What is an ideal group?
The ideal group is 4 or 5 couples, with one of these couples leading (that’s you). Couples may be have been married for one year or many, or they may be remarried following the death of or divorce from a partner. Being at a similar stage of relationship / ages can be helpful for sharing (e.g. engaged couples, young marrieds or 30’s & 40’s). However those married only a short while will also benefit from the experience of others, so be flexible in the mix of the group.

Is Together suitable for anyone, whatever their faith?
Together doesn’t assume in-depth understanding of the Bible. It is suitable for Christians, (whatever their spiritual maturity) and non-Christians, (providing they are open to the Bible).

When do we meet?
It’s up to you and the group to decide. Invite everyone along for the introductory meeting and ask couples to bring along diaries to fix the dates of all the sessions, if they decide to continue. It is recommended you meet every fortnight. Remember people will need adequate space between group meetings to have their Couple Time.

Where do we meet?
The best place is in someone’s home where everyone can sit together because it’s more informal and friendly. Rotating homes works well (but be sensitive if some in your group have very little space – it may be better to stay in one venue but rotate the ‘hospitality’.) A church venue or other meeting place is OK as long as there is privacy.

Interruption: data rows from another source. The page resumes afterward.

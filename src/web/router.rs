//! Router configuration.

use axum::{
    extract::DefaultBodyLimit,
    middleware,
    routing::{get, post},
    Router,
};
use std::sync::Arc;
use tower::ServiceBuilder;
use tower_http::services::{ServeDir, ServeFile};
use tower_http::trace::TraceLayer;

use crate::config::WebConfig;
use crate::upload::UPLOADS_URL_PREFIX;

use super::handlers::{upload_file, AppState};
use super::middleware::security_headers;

/// Room left in the request body for form fields and multipart framing.
const FORM_OVERHEAD_BYTES: u64 = 1024 * 1024;

/// Create the main router.
///
/// - `GET /` serves the upload form
/// - `POST /upload` accepts a document
/// - `GET /uploads/<stored_name>` serves stored files
pub fn create_router(app_state: Arc<AppState>, web_config: &WebConfig) -> Router {
    let body_limit = app_state.uploads.policy().max_bytes() + FORM_OVERHEAD_BYTES;
    let upload_dir = app_state.uploads.storage().base_path().to_path_buf();

    let upload_routes = Router::new()
        .route("/upload", post(upload_file))
        .layer(DefaultBodyLimit::max(
            usize::try_from(body_limit).unwrap_or(usize::MAX),
        ));

    Router::new()
        .route_service("/", ServeFile::new(&web_config.index_path))
        .nest_service(UPLOADS_URL_PREFIX, ServeDir::new(upload_dir))
        .merge(upload_routes)
        .merge(create_health_router())
        .layer(
            ServiceBuilder::new()
                .layer(TraceLayer::new_for_http())
                .layer(middleware::from_fn(security_headers)),
        )
        .with_state(app_state)
}

/// Create a health check router.
pub fn create_health_router<S: Clone + Send + Sync + 'static>() -> Router<S> {
    Router::new().route("/health", get(health_check))
}

/// Health check handler.
async fn health_check() -> &'static str {
    "OK"
}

Do we need to have a perfect marriage?
It is not necessary to be married for any particular length of time or have a faultless marriage. However, as a lead couple your marriage should be stable and without any major unresolved issues between you. Good leaders are people who are willing to share their struggles as well as successes in building their marriage.

Do we need Bible knowledge to lead?
You do not need to be an experienced group leader or have in-depth Bible knowledge to lead a group. The Leader’s Guide is designed to give you everything you need.

Are we expected to teach or facilitate?
As the lead couple you are responsible for organising and encouraging your group and facilitating the discussion. Facilitating means that you will be asking the questions in the study and ensuring everyone starts and finishes on time. It doesn’t mean you have to have answers for everything and you are not expected to teach, because the teaching is in the study. Facilitating also means encouraging everyone to participate – not forcing them to answer questions but giving everyone the opportunity to participate.

Do we have to lead as a couple?
It’s up to you to decide who does what. The leader couple might share responsibility for leading the discussion and time-keeping. Whilst one is doing the talking and facilitating, the other keeps an eye on time and helps the leader to ensure that everybody is included in the discussion. Each session is divided into parts so the leading of a session is easily shared. Alternatively one person may do all the leading with the other being the “eyes and ears”. Note that session 8 splits into two separate groups of men/women only, so you’ll need two leaders and two guides or copies of the appropriate pages.

What makes a good leader?

  • A commitment to your own marriage and a desire to invest in it. This will be an example for others.
  • A desire to love and encourage people and to have fun as a group.
  • A willingness to practise hospitality or find somebody who can!
  • A desire to work together as a couple and being faithful to your own Couple Time discussion.
  • A desire to let God live in and through you – by his Spirit (Gal 5:22-23).

How do we ensure no-one says anything embarrassing?
There are ground rules which are very important so that everyone feels comfortable. We want to ensure confidentiality and build trust within the group and to be sure that no one shares something embarrassing about their partners. Explain these at the first meeting and remind everyone briefly at other times.

Do we have to have a meal?
It’s a good idea to share a meal together, especially at the first introductory meeting. This helps to break the ice and get to know each other. At the first introductory meeting you might want the evening to be a bit special with candles on the table. You might also start sessions 1-9 with a meal or at least some nibblies, as this is an important part of relationship building. It can be a simple supper. (You don’t have to be too elaborate). We recommend that the lead couple provide supper at first and then involve others.

How should we handle childcare?
Groups may handle this differently depending on their needs. You could let everyone be responsible for their own arrangements. Alternatively as a group, hire a “sitter” to watch over the children in one location (ideally, not too close to where the group is meeting).